Le cœur de Maureen débordait. Elle dût respirer profondément à quelques reprises pour retrouver son calme. Elle se sentait enveloppée d’une magie indescriptible; elle nageait en plein bonheur. Elle prit le visage de Daniel entre ses mains, se pencha vers lui et colla ses lèvres sur les siennes dans un baiser voluptueux. Daniel comprit qu’aucun mot, ni quoi que ce soit d’autre, ne pouvait être plus expressif ni plus rassurant.
- Si tu es fou, alors je serai cette vieille folle qui accepte avec bonheur de partager ta vie.
Ils se levèrent. Des moineaux qui picoraient autour de la statue de Samuel de Champlain, s’envolèrent en pépiant. Main dans la main, rayonnant de bonheur, les deux tourtereaux flottaient dans un monde qui n’existait que pour et par eux. Lentement, ils dressaient des plans d’avenir. Assurément ils allaient se chérir et se dévouer l’un pour l’autre. Maureen se rappela une petite phrase que son père lui répétait lorsqu’elle ne se sentait pas bien dans sa peau : « Une petite voix nous rappelle parfois qu’on est pas né simplement pour mettre un pied devant l’autre, mais pour courir, chanter, voler ! »
- Et je rajouterai à cela qu’on est né surtout pour vivre et aimer !
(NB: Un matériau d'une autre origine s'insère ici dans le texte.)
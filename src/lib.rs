pub mod artifact;
pub mod config;
pub mod constants;
pub mod error;
pub mod provenance;
pub mod run_context;
pub mod table;
pub mod transform;

// Filesystem primitives behind the artifact store
pub mod gateway;
pub mod observability;
pub mod pipeline;

// Layered boundaries: ports in app, adapters in infra
pub mod app;
pub mod infra;

pub use artifact::{Artifact, ArtifactManifest, ArtifactReference, VersionSpec};
pub use config::{CleaningConfig, StepOptions};
pub use error::{Result, StepError};
pub use pipeline::step_driver::{StepDriver, StepState};
pub use provenance::ProvenanceRecord;
pub use run_context::RunContext;
pub use table::{Table, Value};
pub use transform::TransformReport;
use chrono::{DateTime, Utc};
use serde::{Deserialize, Serialize};
use uuid::Uuid;

use crate::artifact::ArtifactReference;
use crate::config::CleaningConfig;
use crate::constants::JOB_TYPE;
use crate::transform::TransformReport;

/// One lineage edge: `output` was derived from `input` under `config_snapshot`.
#[derive(Debug, Clone, PartialEq, Serialize, Deserialize)]
pub struct ProvenanceRecord {
    pub run_id: Uuid,
    pub job_type: String,
    pub input_reference: ArtifactReference,
    pub output_reference: ArtifactReference,
    pub config_snapshot: serde_json::Value,
    pub config_digest: String,
    pub report: TransformReport,
    pub timestamp: DateTime<Utc>,
}

impl ProvenanceRecord {
    pub fn new(
        run_id: Uuid,
        input_reference: ArtifactReference,
        output_reference: ArtifactReference,
        config: &CleaningConfig,
        report: TransformReport,
    ) -> Self {
        Self {
            run_id,
            job_type: JOB_TYPE.to_string(),
            input_reference,
            output_reference,
            config_snapshot: config.snapshot(),
            config_digest: config.digest(),
            report,
            timestamp: Utc::now(),
        }
    }

    pub fn touches(&self, reference: &ArtifactReference) -> bool {
        &self.input_reference == reference || &self.output_reference == reference
    }
}
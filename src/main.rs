use anyhow::Context;
use clap::{Args, Parser, Subcommand};
use std::path::{Path, PathBuf};
use std::process::ExitCode;
use std::sync::Arc;
use tracing::{error, info};

use basic_cleaning::app::upload_use_case::UploadUseCase;
use basic_cleaning::app::ports::{ArtifactStorePort, ProvenanceSinkPort};
use basic_cleaning::constants::{DEFAULT_DATA_ROOT, DEFAULT_LOG_DIR};
use basic_cleaning::gateway::provenance_log::NdjsonProvenanceLog;
use basic_cleaning::infra::fs_artifact_store::{ensure_root, FsArtifactStore};
use basic_cleaning::observability;
use basic_cleaning::{ArtifactReference, StepDriver, StepError, StepOptions};

#[derive(Parser)]
#[command(name = "basic-cleaning")]
#[command(about = "A very basic data cleaning step over versioned artifacts")]
#[command(version = "0.1.0")]
struct Cli {
    /// Root directory of the artifact store
    #[arg(long, global = true, env = "BASIC_CLEANING_DATA_ROOT", default_value = DEFAULT_DATA_ROOT)]
    data_root: PathBuf,

    /// Directory for rotated JSON logs
    #[arg(long, global = true, env = "BASIC_CLEANING_LOG_DIR", default_value = DEFAULT_LOG_DIR)]
    log_dir: PathBuf,

    #[command(subcommand)]
    command: Commands,
}

#[derive(Subcommand)]
enum Commands {
    /// Fetch the input artifact, clean it, publish the result with provenance
    Run(RunArgs),
    /// Publish a local CSV file as a new artifact version
    Upload {
        /// CSV file to publish
        #[arg(long)]
        file: PathBuf,
        /// Artifact name
        #[arg(long)]
        name: String,
        /// Artifact type tag
        #[arg(long = "type")]
        type_tag: String,
        /// Artifact description
        #[arg(long, default_value = "")]
        description: String,
    },
    /// List the versions of an artifact
    Versions {
        /// Artifact name
        name: String,
    },
    /// Show provenance records that read or wrote an exact artifact version
    Lineage {
        /// Exact reference, e.g. clean_sample.csv:v0
        reference: String,
    },
}

#[derive(Args, Debug, Default)]
struct RunArgs {
    /// TOML file with a [cleaning] table
    #[arg(long, env = "BASIC_CLEANING_CONFIG")]
    config: Option<PathBuf>,
    /// Input artifact name
    #[arg(long = "input_artifact", alias = "input-artifact")]
    input_artifact: Option<String>,
    /// Output artifact name
    #[arg(long = "output_artifact", alias = "output-artifact")]
    output_artifact: Option<String>,
    /// Output artifact type
    #[arg(long = "output_type", alias = "output-type")]
    output_type: Option<String>,
    /// Description for the output artifact
    #[arg(long = "output_description", alias = "output-description")]
    output_description: Option<String>,
    /// Lower price bound
    #[arg(long = "min_price", alias = "min-price", allow_negative_numbers = true)]
    min_price: Option<f64>,
    /// Upper price bound
    #[arg(long = "max_price", alias = "max-price", allow_negative_numbers = true)]
    max_price: Option<f64>,
}

impl RunArgs {
    fn options(&self) -> basic_cleaning::Result<StepOptions> {
        self.options_with(StepOptions::from_env()?)
    }

    /// File, then environment, then flags; later sources win.
    fn options_with(&self, from_env: StepOptions) -> basic_cleaning::Result<StepOptions> {
        let from_file = match &self.config {
            Some(path) => StepOptions::from_toml_file(path)?,
            None => StepOptions::default(),
        };
        let from_flags = StepOptions {
            input_artifact: self.input_artifact.clone(),
            output_artifact: self.output_artifact.clone(),
            output_type: self.output_type.clone(),
            output_description: self.output_description.clone(),
            min_price: self.min_price,
            max_price: self.max_price,
        };
        Ok(from_file.merge(from_env).merge(from_flags))
    }
}

fn open_store(data_root: &Path) -> anyhow::Result<(Arc<FsArtifactStore>, Arc<NdjsonProvenanceLog>)> {
    ensure_root(data_root)?;
    let store = Arc::new(FsArtifactStore::new(data_root));
    let provenance = Arc::new(NdjsonProvenanceLog::at_root(data_root));
    Ok((store, provenance))
}

fn run_step(data_root: &Path, args: &RunArgs) -> anyhow::Result<()> {
    println!("🧹 Running basic cleaning step...");
    let options = args.options()?;
    let (store, provenance) = open_store(data_root)?;

    let mut driver = StepDriver::new(store, provenance);
    let record = driver.run_with_options(&options)?;

    println!("✅ Published {} from {}", record.output_reference, record.input_reference);
    println!("   Rows read: {}", record.report.rows_in);
    println!("   Rows kept: {}", record.report.rows_kept);
    println!("   Rows dropped: {}", record.report.rows_dropped());
    println!("   Unknown dates: {}", record.report.unknown_dates);
    println!("{}", serde_json::to_string_pretty(&record)?);
    Ok(())
}

fn upload(data_root: &Path, file: &Path, name: &str, type_tag: &str, description: &str) -> anyhow::Result<()> {
    let (store, _) = open_store(data_root)?;
    let manifest = UploadUseCase::new(store)
        .upload_file(file, name, type_tag, description)
        .with_context(|| format!("uploading {}", file.display()))?;
    println!("📦 Uploaded {} ({} rows, sha256 {})", manifest.reference, manifest.row_count, manifest.sha256);
    Ok(())
}

fn list_versions(data_root: &Path, name: &str) -> anyhow::Result<()> {
    let store = FsArtifactStore::new(data_root);
    let versions = store.versions(name)?;
    if versions.is_empty() {
        println!("No versions of '{}'", name);
        return Ok(());
    }
    for m in versions {
        println!(
            "{}\t{}\t{} rows\t{}\t{}",
            m.reference,
            m.type_tag,
            m.row_count,
            &m.sha256[..m.sha256.len().min(12)],
            m.created_at.to_rfc3339()
        );
    }
    Ok(())
}

fn lineage(data_root: &Path, reference: &str) -> anyhow::Result<()> {
    let reference: ArtifactReference = reference.parse()?;
    if reference.exact_version().is_none() {
        anyhow::bail!("lineage needs an exact version such as name:v0, got {}", reference);
    }
    let log = NdjsonProvenanceLog::at_root(data_root);
    let records = log.records_for(&reference)?;
    if records.is_empty() {
        println!("No provenance recorded for {}", reference);
    }
    for r in records {
        println!("{}", serde_json::to_string(&r)?);
    }
    Ok(())
}

fn exit_status(err: &anyhow::Error) -> u8 {
    err.downcast_ref::<StepError>().map_or(1, StepError::exit_code)
}

fn main() -> ExitCode {
    // Best-effort .env load; absence is fine
    dotenv::dotenv().ok();

    let cli = Cli::parse();
    let _log_guard = observability::init_logging(&cli.log_dir);

    let result = match &cli.command {
        Commands::Run(args) => run_step(&cli.data_root, args),
        Commands::Upload { file, name, type_tag, description } => {
            upload(&cli.data_root, file, name, type_tag, description)
        }
        Commands::Versions { name } => list_versions(&cli.data_root, name),
        Commands::Lineage { reference } => lineage(&cli.data_root, reference),
    };

    match result {
        Ok(()) => {
            info!("Done");
            ExitCode::SUCCESS
        }
        Err(e) => {
            error!("{:#}", e);
            println!("❌ {:#}", e);
            ExitCode::from(exit_status(&e))
        }
    }
}

#[cfg(test)]
mod tests {
    use super::*;
    use std::collections::HashMap;
    use std::fs;
    use tempfile::tempdir;

    #[test]
    fn flags_beat_env_and_env_beats_file() {
        let dir = tempdir().unwrap();
        let config = dir.path().join("cleaning.toml");
        fs::write(
            &config,
            r#"
            [cleaning]
            input_artifact = "sample.csv:v0"
            output_artifact = "from_file.csv"
            output_type = "clean_sample"
            output_description = "from file"
            min_price = 1
            max_price = 100
            "#,
        )
        .unwrap();

        let vars: HashMap<&str, &str> = [
            ("BASIC_CLEANING_OUTPUT_ARTIFACT", "from_env.csv"),
            ("BASIC_CLEANING_MIN_PRICE", "5"),
            ("BASIC_CLEANING_MAX_PRICE", "200"),
        ]
        .into_iter()
        .collect();
        let from_env = StepOptions::from_env_with(|k| vars.get(k).map(|v| v.to_string())).unwrap();

        let args = RunArgs {
            config: Some(config),
            max_price: Some(350.0),
            ..Default::default()
        };
        let options = args.options_with(from_env).unwrap();

        assert_eq!(options.input_artifact.as_deref(), Some("sample.csv:v0"));
        assert_eq!(options.output_description.as_deref(), Some("from file"));
        assert_eq!(options.output_artifact.as_deref(), Some("from_env.csv"));
        assert_eq!(options.min_price, Some(5.0));
        assert_eq!(options.max_price, Some(350.0));
    }

    #[test]
    fn unreadable_config_file_is_a_configuration_error() {
        let args = RunArgs {
            config: Some(PathBuf::from("/nonexistent/cleaning.toml")),
            ..Default::default()
        };
        let err = args.options_with(StepOptions::default()).unwrap_err();
        assert_eq!(err.exit_code(), 2);
    }

    #[test]
    fn exit_status_follows_the_step_error() {
        let orphaned = anyhow::Error::new(StepError::ProvenanceWrite {
            output: "clean_sample.csv:v0".parse().unwrap(),
            source: Box::new(StepError::Store("disk full".into())),
        });
        assert_eq!(exit_status(&orphaned), 3);
        assert_eq!(exit_status(&anyhow::Error::new(StepError::Configuration("min > max".into()))), 2);
        assert_eq!(exit_status(&anyhow::Error::new(StepError::Store("down".into()))), 1);
        assert_eq!(exit_status(&anyhow::anyhow!("lineage needs an exact version")), 1);
    }
}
Dans la salle de spectacle de l’hôtel de Payne, ils ont assisté à deux spectacles : le premier avant le lever du rideau, à regarder et commenter les toilettes des spectateurs, petit jeu qui amusa surtout Daniel et le second la pièce qui les laisse tous deux éblouis. Pour la première fois de sa vie, Daniel voit une « pièce en vrai » comme il dit, et la différence qu’il constate entre la représentation d’aujourd’hui et les petites pièces de théâtre d’enfants ou d’amateurs est tellement grande qu’il en a les larmes aux yeux. L'opérette La Vie Parisienne de Jacques Offenbach avec chant, musique, et danse est à l’affiche ce soir. Les interprètes, dont Seamus O’Brien (dans le rôle de Raoul de Gardefeu : un personnage plein d'aventures et de rebondissements dans cette comédie musicale joyeuse et enlevée), incarnèrent leurs personnages respectifs avec la plus grande justesse et donnèrent satisfaction infinie à un auditoire très nombreux et respectable. La voix de Seamus portait loin, soutenue par un esprit de décision et un solide désir d’affirmation. Il lui manquait encore l’autorité que l’âge et l’expérience vécue était appelée à lui conférer. Entre-temps, agissait pour lui ce regard profond, droit, appuyé et qu’il posait en plein dans les yeux de son interlocuteur. Il avait remarqué que cette façon de faire augmentait son pouvoir de persuasion et peu-à-peu l’avait intégré à tous ses rapports avec ses semblables. À la fin du spectacle, ils sont allé chaudement féliciter Seamus dans l’immense arrière-scène déjà bondée de spectateurs désireux de rencontrer et féliciter, eux aussi, les acteurs. Seamus était enthousiasmé par la vive réaction de l’auditoire et visiblement heureux de sa propre performance. Applaudissements et rappels s’étaient succédés sans arrêt pendant de longues minutes. Ils en profitèrent pour lui annoncer leur prochain mariage. Cette soirée était indéniablement magique.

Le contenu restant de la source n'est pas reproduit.